DFM Mimir v1: An Open HRM Delivering Frontier Performance at 1B Parameters Using Only Permissible Post-Training Data
Mimir v1 is an open 1B-parameter reasoning model trained with permissible post-training data. It is relevant for compact or Danish deployments, though the abstract supplies no benchmark scores.
Mimir v1 is a **1B-parameter** language model based on the Hierarchical Reasoning Model architecture and released on Hugging Face. Its training mixture uses **161 datasets**, with permissible post-training data.
The authors evaluate it across **20 benchmarks** covering English, math and code, and Danish. Builders considering compact or Danish-language models now have an openly available candidate whose data sourcing is a stated design constraint.

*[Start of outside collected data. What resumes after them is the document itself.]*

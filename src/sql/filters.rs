use serde::Deserialize;

use super::error::SqlError;
use super::filter_where::{FilterWhere, WhereClause};

/// A fixed set of optional list filters for one entity.
///
/// Predicates are emitted in a documented, fixed order so identical input
/// always yields identical SQL and placeholder numbering.
pub trait FilterSpec {
    fn to_where(&self) -> WhereClause;
}

/// `GET /companies` filters. Order: name, minEmployees, maxEmployees.
#[derive(Debug, Clone, Default, PartialEq, Deserialize)]
#[serde(deny_unknown_fields, rename_all = "camelCase")]
pub struct CompanyFilter {
    #[serde(alias = "nameLike")]
    pub name: Option<String>,
    pub min_employees: Option<i64>,
    pub max_employees: Option<i64>,
}

impl CompanyFilter {
    /// Reject `minEmployees > maxEmployees`. The composer itself stays mechanical.
    pub fn check_range(&self) -> Result<(), SqlError> {
        match (self.min_employees, self.max_employees) {
            (Some(min), Some(max)) if min > max => Err(SqlError::InvalidRange {
                min_field: "minEmployees",
                max_field: "maxEmployees",
                min,
                max,
            }),
            _ => Ok(()),
        }
    }
}

impl FilterSpec for CompanyFilter {
    fn to_where(&self) -> WhereClause {
        let mut w = FilterWhere::new();
        if let Some(name) = &self.name {
            w.ilike_contains("name", name);
        }
        if let Some(min) = self.min_employees {
            w.gte("num_employees", min);
        }
        if let Some(max) = self.max_employees {
            w.lte("num_employees", max);
        }
        w.build()
    }
}

/// `GET /jobs` filters. Order: title, minSalary, hasEquity.
#[derive(Debug, Clone, Default, PartialEq, Deserialize)]
#[serde(deny_unknown_fields, rename_all = "camelCase")]
pub struct JobFilter {
    pub title: Option<String>,
    pub min_salary: Option<i64>,
    pub has_equity: Option<bool>,
}

impl FilterSpec for JobFilter {
    fn to_where(&self) -> WhereClause {
        let mut w = FilterWhere::new();
        if let Some(title) = &self.title {
            w.ilike_contains("title", title);
        }
        if let Some(min) = self.min_salary {
            w.gte("salary", min);
        }
        if self.has_equity == Some(true) {
            w.condition("equity > 0");
        }
        w.build()
    }
}

#[cfg(test)]
mod tests {
    use super::*;
    use serde_json::json;

    #[test]
    fn no_filters_no_clause() {
        let clause = JobFilter::default().to_where();
        assert_eq!(clause.sql, "");
        assert!(clause.params.is_empty());

        let clause = CompanyFilter::default().to_where();
        assert_eq!(clause.sql, "");
        assert!(clause.params.is_empty());
    }

    #[test]
    fn min_salary_only() {
        let filter = JobFilter { min_salary: Some(200), ..Default::default() };
        let clause = filter.to_where();
        assert_eq!(clause.sql, "salary >= $1");
        assert_eq!(clause.params, vec![json!(200)]);
    }

    #[test]
    fn has_equity_adds_predicate_without_param() {
        let filter = JobFilter { title: Some("eng".into()), has_equity: Some(true), ..Default::default() };
        let clause = filter.to_where();
        assert_eq!(clause.sql, "title ILIKE $1 AND equity > 0");
        assert_eq!(clause.params, vec![json!("%eng%")]);
    }

    #[test]
    fn has_equity_false_is_ignored() {
        let filter = JobFilter { has_equity: Some(false), ..Default::default() };
        assert!(filter.to_where().is_empty());
    }

    #[test]
    fn all_job_filters_in_fixed_order() {
        let filter = JobFilter { title: Some("dev".into()), min_salary: Some(5), has_equity: Some(true) };
        let clause = filter.to_where();
        assert_eq!(clause.sql, "title ILIKE $1 AND salary >= $2 AND equity > 0");
        assert_eq!(clause.params, vec![json!("%dev%"), json!(5)]);
    }

    #[test]
    fn all_company_filters_in_fixed_order() {
        let filter = CompanyFilter { name: Some("c".into()), min_employees: Some(1), max_employees: Some(2) };
        let clause = filter.to_where();
        assert_eq!(clause.sql, "name ILIKE $1 AND num_employees >= $2 AND num_employees <= $3");
        assert_eq!(clause.params, vec![json!("%c%"), json!(1), json!(2)]);
        assert_eq!(filter.to_where(), clause);
    }

    #[test]
    fn inverted_bounds_still_compose() {
        let filter = CompanyFilter { min_employees: Some(5), max_employees: Some(1), ..Default::default() };
        assert_eq!(filter.to_where().sql, "num_employees >= $1 AND num_employees <= $2");
        assert_eq!(
            filter.check_range(),
            Err(SqlError::InvalidRange { min_field: "minEmployees", max_field: "maxEmployees", min: 5, max: 1 })
        );
    }

    #[test]
    fn deserializes_query_style_keys() {
        let filter: CompanyFilter = serde_json::from_value(json!({ "nameLike": "net", "minEmployees": 3 })).unwrap();
        assert_eq!(filter.name.as_deref(), Some("net"));
        assert_eq!(filter.min_employees, Some(3));

        let unknown = serde_json::from_value::<JobFilter>(json!({ "salary": 3 }));
        assert!(unknown.is_err());
    }
}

Mimir v1 is a **1B-parameter** language model based on the Hierarchical Reasoning Model architecture and released on Hugging Face. Its training mixture uses **161 datasets**, with permissible post-training data. The authors evaluate it across **20 benchmarks** covering English, math and code, and Danish. Builders considering compact or Danish-language models now have an openly available candidate whose data sourcing is a stated design constraint. The paper claims gains over HRM-Text 1B and competition with larger Qwen and Gemma models, but the supplied material includes no task-level scores, licenses, latency, or hardware results. Those details need checking before model selection.
This adds an open, compact model candidate whose permissible-data constraint and Danish evaluation broaden selection criteria beyond English benchmark performance and parameter scale. It supports testing whether a 1B hierarchical architecture can cover reasoning, code, and regional-language needs, but the absence of task scores, licensing details, latency, and hardware results prevents comparison with larger open or hosted alternatives.